The report, which the NDR vendor conducted with Censuswide, is based on a July 2025 survey of 1,800 security and IT decision-makers in midsize and large organizations in seven countries.
Average Ransom Payment Tops $3.6 Million
The survey found that while organizations are experiencing fewer ransomware incidents – and fewer are paying ransoms – those organizations that do pay are paying $1.1 million more than they did last year, up from $2.5 million to more than $3.6 million, an increase of more than 40%.
While 70% of respondents said their organization paid a ransom, there was an overall decline in the number of ransomware payments for the first time, and the number of organizations that say that they didn’t pay a ransom tripled from 9% last year to 30% this year.
Also on the plus side, the organizations overall reported fewer ransomware incidents, with their organizations experiencing between five and six ransomware incidents each within the previous 12 months, down roughly 25% from nearly eight incidents in 2024. However, the percentage of organizations hit with 20 or more ransomware incidents tripled, rising to 3% year-over-year. Healthcare and government organizations were among those facing a greater number of attacks.
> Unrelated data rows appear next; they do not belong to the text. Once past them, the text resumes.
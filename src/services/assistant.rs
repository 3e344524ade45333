use crate::api::client::{ApiClient, ApiError};
use crate::api::UserRecord;
use serde::Serialize;
use serde_json::{json, Value};

const CONVERSATIONS_ENDPOINT: &str = "/ai/chat/conversations/";
const GENERATE_ROADMAP_ENDPOINT: &str = "/ai/generate-roadmap/";

const DEFAULT_CONVERSATION_TITLE: &str = "Career Chat";
const DEFAULT_TIMEFRAME: &str = "6 months";

/// Context sent alongside chat messages so the assistant can tailor answers.
#[derive(Debug, Clone, Serialize)]
pub struct ChatContext {
    pub user_profile: ChatProfile,
    pub conversation_type: String,
}

#[derive(Debug, Clone, Serialize)]
pub struct ChatProfile {
    pub name: String,
    pub career_level: String,
    pub industry: String,
}

impl ChatContext {
    pub fn for_user(user: Option<&UserRecord>) -> Self {
        let text = |pointer: &str, fallback: &str| {
            user.and_then(|user| user.0.pointer(pointer))
                .and_then(Value::as_str)
                .filter(|value| !value.is_empty())
                .unwrap_or(fallback)
                .to_string()
        };

        Self {
            user_profile: ChatProfile {
                name: text("/first_name", "User"),
                career_level: text("/profile/career_level", "Not specified"),
                industry: text("/profile/industry", "Not specified"),
            },
            conversation_type: "career_guidance".to_string(),
        }
    }
}

/// A sent message and the assistant's reply.
#[derive(Debug, Clone)]
pub struct ChatExchange {
    pub user_message: Value,
    pub ai_response: Value,
}

pub struct AssistantService {
    client: ApiClient,
}

impl AssistantService {
    pub fn new(client: ApiClient) -> Self {
        Self { client }
    }

    pub async fn conversations(&self) -> Result<Vec<Value>, ApiError> {
        let response = self.client.get(CONVERSATIONS_ENDPOINT).await?;
        Ok(list_field(response, "conversations"))
    }

    pub async fn messages(&self, conversation_id: i64) -> Result<Vec<Value>, ApiError> {
        let response = self
            .client
            .get(&conversation_endpoint(conversation_id))
            .await?;
        Ok(list_field(response, "messages"))
    }

    /// Starts a conversation and returns the backend's `conversation` object.
    pub async fn create_conversation(&self, context: &ChatContext) -> Result<Value, ApiError> {
        let body = json!({
            "title": DEFAULT_CONVERSATION_TITLE,
            "initial_message": { "context": context },
        });
        let mut response = self.client.post(CONVERSATIONS_ENDPOINT, &body).await?;
        match response.get_mut("conversation") {
            Some(conversation) => Ok(conversation.take()),
            None => Err(ApiError::DecodeError("missing conversation".to_string())),
        }
    }

    pub async fn send_message(
        &self,
        conversation_id: i64,
        message: &str,
        context: &ChatContext,
    ) -> Result<ChatExchange, ApiError> {
        let body = json!({ "message": message.trim(), "context": context });
        let mut response = self
            .client
            .post(&conversation_endpoint(conversation_id), &body)
            .await?;

        let user_message = response.get_mut("user_message").map(Value::take);
        let ai_response = response.get_mut("ai_response").map(Value::take);
        match (user_message, ai_response) {
            (Some(user_message), Some(ai_response)) => Ok(ChatExchange {
                user_message,
                ai_response,
            }),
            _ => Err(ApiError::DecodeError("unexpected chat response shape".to_string())),
        }
    }

    /// Asks the assistant for a learning roadmap; `timeframe` defaults to six
    /// months.
    pub async fn generate_roadmap(
        &self,
        goal: &str,
        timeframe: Option<&str>,
    ) -> Result<Value, ApiError> {
        let body = json!({
            "goal": goal.trim(),
            "timeframe": timeframe.unwrap_or(DEFAULT_TIMEFRAME),
        });
        let mut response = self.client.post(GENERATE_ROADMAP_ENDPOINT, &body).await?;
        Ok(response
            .get_mut("roadmap")
            .map(Value::take)
            .unwrap_or(Value::Null))
    }
}

fn conversation_endpoint(conversation_id: i64) -> String {
    format!("{}{}/", CONVERSATIONS_ENDPOINT, conversation_id)
}

fn list_field(mut response: Value, field: &str) -> Vec<Value> {
    match response.get_mut(field).map(Value::take) {
        Some(Value::Array(items)) => items,
        _ => Vec::new(),
    }
}

#[cfg(test)]
mod tests {
    use super::*;
    use crate::storage::TokenStore;
    use wiremock::matchers::{body_json, method, path};
    use wiremock::{Mock, MockServer, ResponseTemplate};

    fn service_for(server: &MockServer) -> AssistantService {
        AssistantService::new(ApiClient::new(
            format!("{}/api", server.uri()),
            TokenStore::in_memory(),
        ))
    }

    #[test]
    fn test_context_falls_back_when_profile_is_sparse() {
        let context = ChatContext::for_user(None);
        assert_eq!(context.user_profile.name, "User");
        assert_eq!(context.user_profile.industry, "Not specified");

        let user = UserRecord(json!({ "first_name": "Ada", "profile": { "industry": "Tech" } }));
        let context = ChatContext::for_user(Some(&user));
        assert_eq!(context.user_profile.name, "Ada");
        assert_eq!(context.user_profile.industry, "Tech");
        assert_eq!(context.user_profile.career_level, "Not specified");
    }

    #[tokio::test]
    async fn test_conversations_missing_list_is_empty() {
        let server = MockServer::start().await;
        Mock::given(method("GET"))
            .and(path("/api/ai/chat/conversations/"))
            .respond_with(ResponseTemplate::new(200).set_body_json(json!({})))
            .mount(&server)
            .await;

        assert!(service_for(&server).conversations().await.unwrap().is_empty());
    }

    #[tokio::test]
    async fn test_messages_for_conversation() {
        let server = MockServer::start().await;
        Mock::given(method("GET"))
            .and(path("/api/ai/chat/conversations/12/"))
            .respond_with(ResponseTemplate::new(200).set_body_json(json!({
                "messages": [{ "id": 1, "content": "hi" }, { "id": 2, "content": "hello" }]
            })))
            .mount(&server)
            .await;

        assert_eq!(service_for(&server).messages(12).await.unwrap().len(), 2);
    }

    #[tokio::test]
    async fn test_send_message_returns_both_sides() {
        let server = MockServer::start().await;
        Mock::given(method("POST"))
            .and(path("/api/ai/chat/conversations/3/"))
            .respond_with(ResponseTemplate::new(200).set_body_json(json!({
                "user_message": { "id": 10, "content": "How do I start?" },
                "ai_response": { "id": 11, "content": "Begin with SQL." }
            })))
            .mount(&server)
            .await;

        let exchange = service_for(&server)
            .send_message(3, "  How do I start?  ", &ChatContext::for_user(None))
            .await
            .unwrap();
        assert_eq!(exchange.ai_response["content"], "Begin with SQL.");
    }

    #[tokio::test]
    async fn test_create_conversation_extracts_conversation() {
        let server = MockServer::start().await;
        Mock::given(method("POST"))
            .and(path("/api/ai/chat/conversations/"))
            .respond_with(ResponseTemplate::new(201).set_body_json(json!({
                "conversation": { "id": 5, "title": "Career Chat" }
            })))
            .mount(&server)
            .await;

        let conversation = service_for(&server)
            .create_conversation(&ChatContext::for_user(None))
            .await
            .unwrap();
        assert_eq!(conversation["id"], 5);
    }

    #[tokio::test]
    async fn test_generate_roadmap_default_timeframe() {
        let server = MockServer::start().await;
        Mock::given(method("POST"))
            .and(path("/api/ai/generate-roadmap/"))
            .and(body_json(json!({ "goal": "Become a data engineer", "timeframe": "6 months" })))
            .respond_with(ResponseTemplate::new(201).set_body_json(json!({
                "message": "Roadmap generated successfully",
                "roadmap": { "title": "Data Engineering", "phases": [] }
            })))
            .expect(1)
            .mount(&server)
            .await;

        let roadmap = service_for(&server)
            .generate_roadmap(" Become a data engineer ", None)
            .await
            .unwrap();
        assert_eq!(roadmap["title"], "Data Engineering");
        server.verify().await;
    }
}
Cyble’s ransomware data, which is based on ransomware group claims on their dark web data leak sites, show that ransomware attacks are up 50% so far this year from the same period of 2024.
The average ransom amount varied by country, with UAE organizations, for example, facing an average of seven ransomware incidents, with paid ransoms averaging $5.4 million. Australia organizations, on the other hand, experienced the fewest ransomware incidents in the report, averaging just four per year, and ransomware payments averaged $2.5 million.
The healthcare sector had the highest payouts at $7.5 million, followed by the government sector (just under $7.5 million) and the finance sector ($3.8 million).
Respondents also struggled with ransomware detection, as more than 30% of respondents didn’t detect that they were being targeted by ransomware until data exfiltration had begun.
Riskiest Attack Surfaces and Entry Points
The report found that the public cloud, third-party risks, and GenAI were the riskiest attack surfaces (chart below).

“As organizations rapidly adopt emerging technologies, navigate complex device interdependencies, and manage sprawling supply chains, their IT infrastructures become inherently more complex,” the report said. “This escalating complexity inevitably leads to a larger attack surface.”
Phishing and social engineering were the most common initial point of entry for attackers at 33.7%, followed by software vulnerabilities (19.4%), third-party/supply chain compromise (13.4%), and compromised credentials (12.2%) (chart below).